Work order - Print each record below word for word.

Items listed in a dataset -

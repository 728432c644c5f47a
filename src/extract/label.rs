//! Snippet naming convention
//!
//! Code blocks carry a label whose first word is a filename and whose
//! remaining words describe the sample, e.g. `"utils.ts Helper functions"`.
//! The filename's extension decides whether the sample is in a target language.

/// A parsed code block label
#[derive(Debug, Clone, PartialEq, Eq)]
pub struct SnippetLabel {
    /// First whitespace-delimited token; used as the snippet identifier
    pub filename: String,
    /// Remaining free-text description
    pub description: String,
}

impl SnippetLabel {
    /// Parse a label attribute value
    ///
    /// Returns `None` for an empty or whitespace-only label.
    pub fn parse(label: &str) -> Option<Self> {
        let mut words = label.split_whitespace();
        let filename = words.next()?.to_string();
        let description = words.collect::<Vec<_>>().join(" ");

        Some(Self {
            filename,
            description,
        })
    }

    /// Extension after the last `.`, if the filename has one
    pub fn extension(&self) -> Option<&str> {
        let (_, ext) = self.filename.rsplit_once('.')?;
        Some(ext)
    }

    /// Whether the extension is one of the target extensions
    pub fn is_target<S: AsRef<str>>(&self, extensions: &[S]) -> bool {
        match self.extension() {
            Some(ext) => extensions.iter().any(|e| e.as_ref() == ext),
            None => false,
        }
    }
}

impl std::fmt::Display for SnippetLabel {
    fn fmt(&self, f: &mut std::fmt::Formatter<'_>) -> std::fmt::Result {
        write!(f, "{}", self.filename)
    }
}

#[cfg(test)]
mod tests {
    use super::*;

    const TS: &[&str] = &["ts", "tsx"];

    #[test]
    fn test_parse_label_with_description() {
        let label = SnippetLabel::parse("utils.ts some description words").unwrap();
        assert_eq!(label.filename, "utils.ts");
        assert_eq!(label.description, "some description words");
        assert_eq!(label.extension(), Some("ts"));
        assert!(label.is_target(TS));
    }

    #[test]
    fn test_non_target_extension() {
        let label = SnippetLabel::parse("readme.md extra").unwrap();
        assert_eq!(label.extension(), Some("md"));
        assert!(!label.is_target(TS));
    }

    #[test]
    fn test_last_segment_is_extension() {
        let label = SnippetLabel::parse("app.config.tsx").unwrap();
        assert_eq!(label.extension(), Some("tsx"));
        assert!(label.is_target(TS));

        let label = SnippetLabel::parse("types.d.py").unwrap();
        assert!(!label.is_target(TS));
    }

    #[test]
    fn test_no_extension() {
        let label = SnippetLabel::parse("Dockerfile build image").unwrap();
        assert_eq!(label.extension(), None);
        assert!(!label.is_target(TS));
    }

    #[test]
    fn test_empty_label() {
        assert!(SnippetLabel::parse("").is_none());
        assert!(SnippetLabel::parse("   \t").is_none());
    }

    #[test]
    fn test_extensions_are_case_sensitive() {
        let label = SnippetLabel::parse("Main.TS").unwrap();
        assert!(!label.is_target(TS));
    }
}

Answer for the task -
repository 728432c644c5f47a
filename src/extract/label.rs
//! Snippet naming convention
//!
//! Code blocks carry a label whose first word is a filename and whose
//! remaining words describe the sample, e.g. `"utils.ts Helper functions"`.
//! The filename's extension decides whether the sample is in a target language.

/// A parsed code block label
#[derive(Debug, Clone, PartialEq, Eq)]
pub struct SnippetLabel {
    /// First whitespace-delimited token; used as the snippet identifier
    pub filename: String,
    /// Remaining free-text description
    pub description: String,
}

impl SnippetLabel {
    /// Parse a label attribute value
    ///
    /// Returns `None` for an empty or whitespace-only label.
    pub fn parse(label: &str) -> Option<Self> {
        let mut words = label.split_whitespace();
        let filename = words.next()?.to_string();
        let description = words.collect::<Vec<_>>().join(" ");

        Some(Self {
            filename,
            description,
        })
    }

    /// Extension after the last `.`, if the filename has one
    pub fn extension(&self) -> Option<&str> {
        let (_, ext) = self.filename.rsplit_once('.')?;
        Some(ext)
    }

    /// Whether the extension is one of the target extensions
    pub fn is_target<S: AsRef<str>>(&self, extensions: &[S]) -> bool {
        match self.extension() {
            Some(ext) => extensions.iter().any(|e| e.as_ref() == ext),
            None => false,
        }
    }
}

impl std::fmt::Display for SnippetLabel {
    fn fmt(&self, f: &mut std::fmt::Formatter<'_>) -> std::fmt::Result {
        write!(f, "{}", self.filename)
    }
}

#[cfg(test)]
mod tests {
    use super::*;

    const TS: &[&str] = &["ts", "tsx"];

    #[test]
    fn test_parse_label_with_description() {
        let label = SnippetLabel::parse("utils.ts some description words").unwrap();
        assert_eq!(label.filename, "utils.ts");
        assert_eq!(label.description, "some description words");
        assert_eq!(label.extension(), Some("ts"));
        assert!(label.is_target(TS));
    }

    #[test]
    fn test_non_target_extension() {
        let label = SnippetLabel::parse("readme.md extra").unwrap();
        assert_eq!(label.extension(), Some("md"));
        assert!(!label.is_target(TS));
    }

    #[test]
    fn test_last_segment_is_extension() {
        let label = SnippetLabel::parse("app.config.tsx").unwrap();
        assert_eq!(label.extension(), Some("tsx"));
        assert!(label.is_target(TS));

        let label = SnippetLabel::parse("types.d.py").unwrap();
        assert!(!label.is_target(TS));
    }

    #[test]
    fn test_no_extension() {
        let label = SnippetLabel::parse("Dockerfile build image").unwrap();
        assert_eq!(label.extension(), None);
        assert!(!label.is_target(TS));
    }

    #[test]
    fn test_empty_label() {
        assert!(SnippetLabel::parse("").is_none());
        assert!(SnippetLabel::parse("   \t").is_none());
    }

    #[test]
    fn test_extensions_are_case_sensitive() {
        let label = SnippetLabel::parse("Main.TS").unwrap();
        assert!(!label.is_target(TS));
    }
}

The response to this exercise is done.